Kalshi and Polymarket are the world's largest prediction market platforms. On both, traders buy and sell contracts tied to the outcome of real-world events. Each contract is priced between $0.01 and $0.99 and pays out $1.00 if the outcome you picked happens, or nothing if it doesn't, so the price works as the market's estimate of how likely that outcome is (a 60-cent contract implies a 60% chance). Polymarket launched in 2020, and Kalshi opened to the public in 2021 after receiving its federal license in 2020. Both cover thousands of events across sports, politics, crypto, culture, and finance, and both use a central limit order book (CLOB), a live list of buy and sell orders the exchange matches automatically, the same way a stock exchange works.

The commonalities end there. Kalshi is fully regulated by the Commodity Futures Trading Commission (CFTC), the US agency that oversees futures and derivatives markets, and it settles trades in regular US dollars like a traditional exchange. Polymarket settles trades in USDC, a stablecoin, meaning a digital dollar that always aims to be worth $1. In the Polygon blockchain. It runs two versions: a CFTC-regulated US platform (Polymarket US) and a larger international one (Polymarket International) that operates separately. The two platforms charge different fees, dominate different categories—Kalshi has historically leaned towards sports trading, while Polymarket leads in politics and world events—and aren't equally accessible in every territory or US state.

Combined monthly prediction market volume across the two platforms reached $44.8 billion in June 2026, according to The Block, more than triple the ~$14 billion average monthly handle of all legal US sports books in 2025, per a Pew Research Center analysis.

Disclaimer: This guide is for educational purposes only. It is not financial advice, not a solicitation, and not for UK audiences. Prediction market event contracts are risky and not suitable for all users.

When to use Kalshi vs Polymarket

The right prediction market platform depends on what someone wants to trade, where they're located, and how they prefer to fund an account. There's no single best answer. Neither platform cancels out the other, many active traders keep accounts on both Kalshi and Polymarket, depending on which one has the better prices and more liquidity or volume for a given market.

Consideration

Kalshi

Polymarket

Popular categories and markets

Sports

Politics, world events, crypto prices, sports, financial markets (DeFi and TradFi)

How you fund trades

Regular money (bank transfer, wire, debit card, PayPal, Venmo)

USDC from a crypto wallet

Why people use it

A fully licensed US exchange that holds your money in separate protected accounts

Zero maker fees plus daily rebates for frequent traders

Unique markets

Economic data, weather, stock-index markets

The widest selection, including markets anyone can create

Best fit by location

US users who want a fully regulated exchange with tax forms handled

Users outside the US; US users comfortable holding USDC and self-custody

How Kalshi and Polymarket trades are structured differently

The practical difference between Kalshi and Polymarket for traders: Kalshi runs a traditional centralized exchange you fund with regular money, ACH bank transfer, wire, debit card, PayPal, Venmo, or Google Pay. Polymarket International runs on the blockchain, so you fund it with USDC or with any EVM token on a supported network using a leading crypto wallet like MetaMask. Polymarket US is a separate regulated version with its own rules. That split shapes everything from how fees work to how fast money moves in and out, which is what the rest of this comparison digs into.

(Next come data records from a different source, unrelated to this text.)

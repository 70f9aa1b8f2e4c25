use std::sync::Arc;

use pollster::FutureExt;
use serde::{Deserialize, Serialize};
use tracing::info;

use crate::RendererError;

/// Adapter selection for headless device creation.
#[derive(Debug, Clone, Serialize, Deserialize)]
#[serde(default)]
pub struct ContextOptions {
    pub high_performance: bool,
    pub force_fallback_adapter: bool,
}

impl Default for ContextOptions {
    fn default() -> Self {
        Self {
            high_performance: true,
            force_fallback_adapter: false,
        }
    }
}

/// Device and queue shared by every engine built on top of them.
#[derive(Clone)]
pub struct GpuContext {
    device: Arc<wgpu::Device>,
    queue: Arc<wgpu::Queue>,
    adapter_info: Option<wgpu::AdapterInfo>,
}

impl GpuContext {
    /// Blocking variant of [`GpuContext::request`] for callers without an executor.
    pub fn headless(options: &ContextOptions) -> Result<Self, RendererError> {
        Self::request(options).block_on()
    }

    pub async fn request(options: &ContextOptions) -> Result<Self, RendererError> {
        let instance = wgpu::Instance::default();

        let adapter = instance
            .request_adapter(&wgpu::RequestAdapterOptions {
                power_preference: if options.high_performance {
                    wgpu::PowerPreference::HighPerformance
                } else {
                    wgpu::PowerPreference::LowPower
                },
                compatible_surface: None,
                force_fallback_adapter: options.force_fallback_adapter,
            })
            .await
            .ok_or(RendererError::NoAdapter)?;

        let adapter_info = adapter.get_info();
        info!(
            adapter = %adapter_info.name,
            backend = ?adapter_info.backend,
            "selected GPU adapter"
        );

        // Keep the downlevel feature set but allow images as large as the adapter can hold.
        let required_limits = wgpu::Limits::downlevel_defaults().using_resolution(adapter.limits());

        let (device, queue) = adapter
            .request_device(
                &wgpu::DeviceDescriptor {
                    label: Some("retouch.device"),
                    required_features: wgpu::Features::empty(),
                    required_limits,
                    memory_hints: wgpu::MemoryHints::Performance,
                },
                None,
            )
            .await?;

        Ok(Self {
            device: Arc::new(device),
            queue: Arc::new(queue),
            adapter_info: Some(adapter_info),
        })
    }

    /// Wrap a device owned by a host application (e.g. a windowing layer).
    pub fn from_device(device: Arc<wgpu::Device>, queue: Arc<wgpu::Queue>) -> Self {
        Self {
            device,
            queue,
            adapter_info: None,
        }
    }

    pub fn device(&self) -> &Arc<wgpu::Device> {
        &self.device
    }

    pub fn queue(&self) -> &Arc<wgpu::Queue> {
        &self.queue
    }

    pub fn adapter_info(&self) -> Option<&wgpu::AdapterInfo> {
        self.adapter_info.as_ref()
    }
}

Kalshi vs Polymarket trading volume in 2026

Kalshi and Polymarket count volume differently. Kalshi reports what's called notional volume: every contract counted at its $1 face value, regardless of the price actually paid. Because a contract that trades at 30 cents still adds $1 to the notional tally, that figure can look larger than the cash actually changing hands. Polymarket's reported figures are compiled on a different basis. Analysts who track both platforms caution that the two aren't measured identically, so the numbers below are best read as a guide to scale rather than a precise apples-to-apples comparison.

Metric

Kalshi

Polymarket

June 2026 volume

$31.5 billion

$13.3B combined ($10.26B Intl, $3.04B US)

Month-over-month change

+87.4% from May's $16.81B

Intl +45% from $7.08B; US $3.04B, up from $1.77B

Annualized revenue

$1.5 billion+ (as of May 2026, per Kalshi)

Not disclosed; taker fees began March 30, 2026

Latest valuation

$22 billion (Series F, May 2026)

~$8 billion pre-investment (ICE, $2B commitment completed March 2026)

Table sources: The Block (volume figures) · Kalshi $22B Series F + revenue · ICE $2B Polymarket investment

Does Kalshi or Polymarket have more sports and politics volume?

The two platforms have ended up specializing in different things, and the split is sharper than most people realize. (For a broader survey of what categories prediction markets cover, see the guide to the top prediction market categories in 2026.)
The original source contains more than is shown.